Oil up on hints of a looming OPEC+ cut; U.S. inventory data awaited

By Barani Krishnan

Investing.com -- Oil prices rose about 1% Tuesday for their biggest leap in two weeks, as traders responded to hints that producer alliance OPEC+ could announce another production cut at its December meeting to deepen the 2-million-barrel-per-day reduction put in place this month.

Expectations that U.S. crude inventories would have fallen last week for a second week in a row also boosted sentiment in oil. 

Even so, London-traded Brent crude traded well below this month’s peak of almost $100 a barrel, while New York’s West Texas Intermediate was sharply off November’s $93 high as the Covid rampage in China continued to dominate headlines, raising concerns that capital Beijing might be headed for a full lockdown next.

WTI for delivery in January settled up 91 cents, or 1.1%, at $80.95 per barrel. The U.S. crude benchmark hit a 10-month low beneath $76 on Monday.

Brent settled up 91 cents, or 1%, at $88.36. The global crude benchmark slumped to a nine-month low of under $83 in the previous session.

Crude prices appeared to have bottomed as of Monday after Saudi Energy Minister Abdulaziz bin Salman, who’s in charge of OPEC+, denied a Wall Street Journal report that the 23-nation oil producing coalition was planning a production hike instead to be announced on Dec. 4.

Abdulaziz also said something else that made a bigger impact on oil bulls: “If there is a need to take further measures by reducing production to balance supply and demand, we always remain ready to intervene.” 

In OPEC+ speak, it was the clearest sign that another production cut might be coming in December as the alliance intends to restore its pricing power in a market that had lost a stunning 20% of its value over the past two weeks.

Brent went from a low of around $82 a barrel to almost $100 within days of OPEC+’s announcement of the November cut of 2M barrels per day. On Monday though, Brent sank to $82.36 a barrel, its weakest since February, before Abdulaziz’s remarks virtually brought it back into positive territory with a settlement of $87.45.

WTI climbed from around $76 a barrel to about $96 after the November production cut announced by OPEC+. On Monday, the US crude benchmark hit $75.30, its lowest since January, before rebounding on Abdulaziz’s remarks to settle modestly lower on the day, at $80.04.

“The recent oil price slide was overdone and given global economic activity excluding China won’t completely fall off a cliff, prices should continue to stabilize here,” said Ed Moya, analyst at online trading platform OANDA. 

But granted, oil bulls and bears were in “a tug-of-war, with China Covid demand concerns getting countered with what appears to be a motivated Saudi Arabia to keep the oil market tight”, Moya added.

Covid control restrictions now weigh on a fifth of China’s economy as infections continue their upward march, defying the central government’s call for more targeted, less disruptive Covid Zero measures, Bloomberg reported Tuesday. It cited 27,307 new cases for Monday alone, just shy of the previous record 28,973 reached in April when Shanghai’s outbreak sparked a surge in infections.

“For China, moving away from ‘zero-Covid’ is easier said than done,” NBC said in another report. Beijing is facing its most severe Covid test yet after the Chinese capital saw the country's first coronavirus deaths in six months, with infections continuing to soar, according to other reports. A full Beijing lockdown could have a disastrous impact on the Chinese economy, experts warn.

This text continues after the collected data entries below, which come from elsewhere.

//! Seed the local mirror from the engine.
//!
//! Unlike the request path this is not fail-soft: an engine failure aborts the
//! import so a half-empty mirror isn't mistaken for a complete one. Items
//! lacking the fields a mirror row needs are skipped with a warning.

use color_eyre::{eyre::eyre, Result};
use tracing::{info, warn};

use crate::db::{NewBook, ResourceDirectory};
use crate::engine::EngineClient;

#[derive(Debug, Default, Clone, Copy, PartialEq, Eq)]
pub struct ImportSummary {
  pub books: usize,
  pub chapters: usize,
  pub verses: usize,
}

/// Copy books and chapters (and verses when `with_verses`) into the mirror.
///
/// Rows that already exist are kept; the engine is addressed with the
/// mirror's ids, the same ids the request path uses.
pub async fn import(
  engine: &EngineClient,
  directory: &ResourceDirectory,
  with_verses: bool,
) -> Result<ImportSummary> {
  let mut summary = ImportSummary::default();

  let books = engine
    .fetch_books()
    .await
    .into_result()
    .map_err(|e| eyre!("Failed to fetch books: {}", e))?;

  for book in books {
    let (Some(name), Some(abbreviation), Some(number)) =
      (book.name(), book.abbreviation(), book.number())
    else {
      warn!(book = ?book, "skipping book without name, abbreviation or number");
      continue;
    };
    let book_id = directory.ensure_book(&NewBook {
      name: name.to_string(),
      abbreviation: abbreviation.to_string(),
      number,
    })?;
    summary.books += 1;

    let chapters = engine
      .fetch_chapters(book_id)
      .await
      .into_result()
      .map_err(|e| eyre!("Failed to fetch chapters of {}: {}", abbreviation, e))?;

    for chapter in chapters {
      let Some(chapter_number) = chapter.number() else {
        warn!(book = abbreviation, chapter = ?chapter, "skipping chapter without number");
        continue;
      };
      let chapter_id = directory.ensure_chapter(book_id, chapter_number)?;
      summary.chapters += 1;

      if !with_verses {
        continue;
      }

      let verses = engine
        .fetch_verses(book_id, chapter_id)
        .await
        .into_result()
        .map_err(|e| {
          eyre!(
            "Failed to fetch verses of {} {}: {}",
            abbreviation,
            chapter_number,
            e
          )
        })?;

      for verse in verses {
        let (Some(verse_number), Some(text)) = (verse.number(), verse.text()) else {
          warn!(book = abbreviation, chapter = chapter_number, "skipping incomplete verse");
          continue;
        };
        directory.ensure_verse(chapter_id, verse_number, text)?;
        summary.verses += 1;
      }
    }

    info!(book = %abbreviation, "imported");
  }

  Ok(summary)
}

Market participants were also on the lookout for U.S. weekly oil inventory data, due after market settlement from API, or the American Petroleum Institute.

The API will release at approximately 16:30 ET (21:30 GMT) a snapshot of closing balances on U.S. crude, gasoline and distillates for the week ended November 18. The numbers serve as a precursor to official inventory data on the same due from the U.S. Energy Information Administration on Wednesday.

For last week, analysts tracked by Investing.com expect the EIA to report a crude stockpile drop of 1.06-M barrels, versus the 5.4-M barrel reduction reported during the week to November 11.

On the gasoline inventory front, the consensus is for a smaller build of 383,000 barrels over the 2.2M-barrel rise in the previous week.

With distillate stockpiles, the expectation is for a drop of 550,000 barrels versus the prior week’s gain of 1.12M.